[Saved entries]
impl<S: Snapshot> SyncArray<S> {
    pub fn new(source: Arc<dyn OrderedSource<S>>) -> Self {
        Self::with_config(source, SyncArrayConfig::default())
    }

    pub fn with_config(source: Arc<dyn OrderedSource<S>>, config: SyncArrayConfig) -> Self {
        Self {
            inner: Arc::new(SyncArrayInner {
                source,
                snapshots: RwLock::new(Vec::with_capacity(config.capacity_hint)),
                listeners: Mutex::new(Vec::new()),
                subscribers: Mutex::new(Vec::new()),
                notify_listeners: AtomicBool::new(config.notify_listeners),
                lifecycle: Mutex::new(Lifecycle::Idle),
                subscription: AtomicU64::new(IDLE),
                subscriptions_opened: AtomicU64::new(0),
            }),
        }
    }

    // Listeners

    /// Registers `listener` for change events and returns it for later
    /// removal. The first registration subscribes to the source, which may
    /// replay its current children before this returns.
    pub fn add_change_listener(
        &self,
        listener: Arc<dyn ChangeEventListener>,
    ) -> Arc<dyn ChangeEventListener> {
        self.register(listener.clone(), |_| ());
        listener
    }

    /// Registers `listener` and returns the list as it stood at that moment.
    /// `listener` is told about exactly the changes applied after the copy.
    pub(crate) fn add_change_listener_with_contents(
        &self,
        listener: Arc<dyn ChangeEventListener>,
    ) -> Vec<S> {
        self.register(listener, |snapshots| snapshots.to_vec())
    }

    fn register<R>(
        &self,
        listener: Arc<dyn ChangeEventListener>,
        read_contents: impl FnOnce(&[S]) -> R,
    ) -> R {
        let mut lifecycle = lock(&self.inner.lifecycle);

        // the store read lock orders this push against the listener copy
        // every applied event takes under the write lock
        let contents = {
            let snapshots = read(&self.inner.snapshots);
            lock(&self.inner.listeners).push(listener);
            read_contents(&snapshots)
        };
        self.inner
            .notify_subscription_listeners(SubscriptionEvent::ListenerAdded);

        if let Lifecycle::Idle = *lifecycle {
            let subscription = self
                .inner
                .subscriptions_opened
                .fetch_add(1, Ordering::AcqRel)
                + 1;
            {
                let _snapshots = write(&self.inner.snapshots);
                self.inner
                    .subscription
                    .store(subscription, Ordering::Release);
            }
            let sink = Arc::new(SourceSink {
                array: Arc::downgrade(&self.inner),
                subscription,
            });
            *lifecycle = Lifecycle::Listening(sink.clone());

            info!(
                "SyncArray: first change listener added, opening subscription {}",
                subscription
            );
            self.inner.source.add_child_event_listener(sink.clone());
            self.inner.source.add_value_event_listener(sink);
        }

        contents
    }

    /// Unregisters one registration of `listener`. Removing the last one
    /// unsubscribes from the source and empties the list.
    ///
    /// Subscription listeners hear about every call. A `listener` that is not
    /// registered changes nothing else and is reported as
    /// [`SyncError::InvalidArgument`].
    pub fn remove_change_listener(
        &self,
        listener: &Arc<dyn ChangeEventListener>,
    ) -> Result<(), SyncError> {
        let mut lifecycle = lock(&self.inner.lifecycle);

        let removed = {
            let mut listeners = lock(&self.inner.listeners);
            listeners
                .iter()
                .position(|registered| same_listener(registered, listener))
                .map(|position| {
                    listeners.remove(position);
                    listeners.is_empty()
                })
        };
        self.inner
            .notify_subscription_listeners(SubscriptionEvent::ListenerRemoved);

        let now_empty = removed.ok_or(SyncError::InvalidArgument {
            reason: "change listener is not registered",
        })?;

        if now_empty {
            if let Lifecycle::Listening(sink) = std::mem::replace(&mut *lifecycle, Lifecycle::Idle)
            {
                {
                    let mut snapshots = write(&self.inner.snapshots);
                    self.inner.subscription.store(IDLE, Ordering::Release);
                    snapshots.clear();
                }
                let value_sink: Arc<dyn ValueEventListener> = sink.clone();
                let child_sink: Arc<dyn ChildEventListener<S>> = sink;
                self.inner.source.remove_value_event_listener(&value_sink);
                self.inner.source.remove_child_event_listener(&child_sink);
                info!("SyncArray: last change listener removed, unsubscribed from source");
            }
        }

        Ok(())
    }

    pub fn add_subscription_listener(
        &self,
        listener: Arc<dyn SubscriptionEventListener>,
    ) -> Arc<dyn SubscriptionEventListener> {
        lock(&self.inner.subscribers).push(listener.clone());
        listener
    }

    pub fn remove_subscription_listener(
        &self,
        listener: &Arc<dyn SubscriptionEventListener>,
    ) -> Result<(), SyncError> {
        let mut subscribers = lock(&self.inner.subscribers);
        let position = subscribers
            .iter()
            .position(|registered| same_listener(registered, listener))
            .ok_or(SyncError::InvalidArgument {
                reason: "subscription listener is not registered",
            })?;
        subscribers.remove(position);
        Ok(())
    }

    /// True while at least one change listener is registered.
    pub fn is_listening(&self) -> bool {
        !lock(&self.inner.listeners).is_empty()
    }

    pub fn listener_count(&self) -> usize {
        lock(&self.inner.listeners).len()
    }

    pub fn set_notify_listeners(&self, notify_listeners: bool) {
        self.inner
            .notify_listeners
            .store(notify_listeners, Ordering::Release);
    }

    pub fn notifies_listeners(&self) -> bool {
        self.inner.notify_listeners.load(Ordering::Acquire)
    }

    // Events

    /// Applies one structural event and notifies change listeners, for
    /// callers that deliver the source's events themselves.
    ///
    /// The list only exists while someone listens: an idle engine rejects
    /// the event with [`SyncError::NotListening`].
    pub fn apply(&self, event: ChildEvent<S>) -> Result<ChangeEvent, SyncError> {
        match self.inner.apply(None, event)? {
            Some(change) => Ok(change),
            None => Err(SyncError::NotListening),
        }
    }

    /// Forwards a value event to change listeners. Ignored while idle.
    pub fn apply_value_event(&self, event: ValueEvent) {
        self.inner.on_value_event(None, event);
    }

    // Reads

    pub fn len(&self) -> usize {
        read(&self.inner.snapshots).len()
    }

    pub fn is_empty(&self) -> bool {
        read(&self.inner.snapshots).is_empty()
    }

    pub fn get(&self, index: usize) -> Option<S> {
        read(&self.inner.snapshots).get(index).cloned()
    }

    pub fn index_of_key(&self, key: &str) -> Option<usize> {
        index_for_key(&read(&self.inner.snapshots), key).ok()
    }

    pub fn keys(&self) -> Vec<String> {
        read(&self.inner.snapshots)
            .iter()
            .map(|snapshot| snapshot.key().to_string())
            .collect()
    }

    pub fn to_vec(&self) -> Vec<S> {
        read(&self.inner.snapshots).clone()
    }

    /// Read-only view of the live list. The list cannot change while the
    /// view is held, so keep it short-lived.
    pub fn snapshots(&self) -> ReadOnlyList<RwLockReadGuard<'_, Vec<S>>> {
        ReadOnlyList::new(read(&self.inner.snapshots))
    }

    /// Continually updated list of the snapshots mapped through `parser`.
    pub fn to_parsed<T, P>(&self, parser: P) -> ParsedArray<S, T>
    where
        T: Clone + Send + Sync + 'static,
        P: SnapshotParser<S, T> + 'static,
    {
        ParsedArray::new(self.clone(), parser)
    }
}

Task statement => All lines in the records above that contain "store" are to be reported.

Solution for this problem =>
        // the store read lock orders this push against the listener copy
                    .store(subscription, Ordering::Release);
                    self.inner.subscription.store(IDLE, Ordering::Release);
            .store(notify_listeners, Ordering::Release);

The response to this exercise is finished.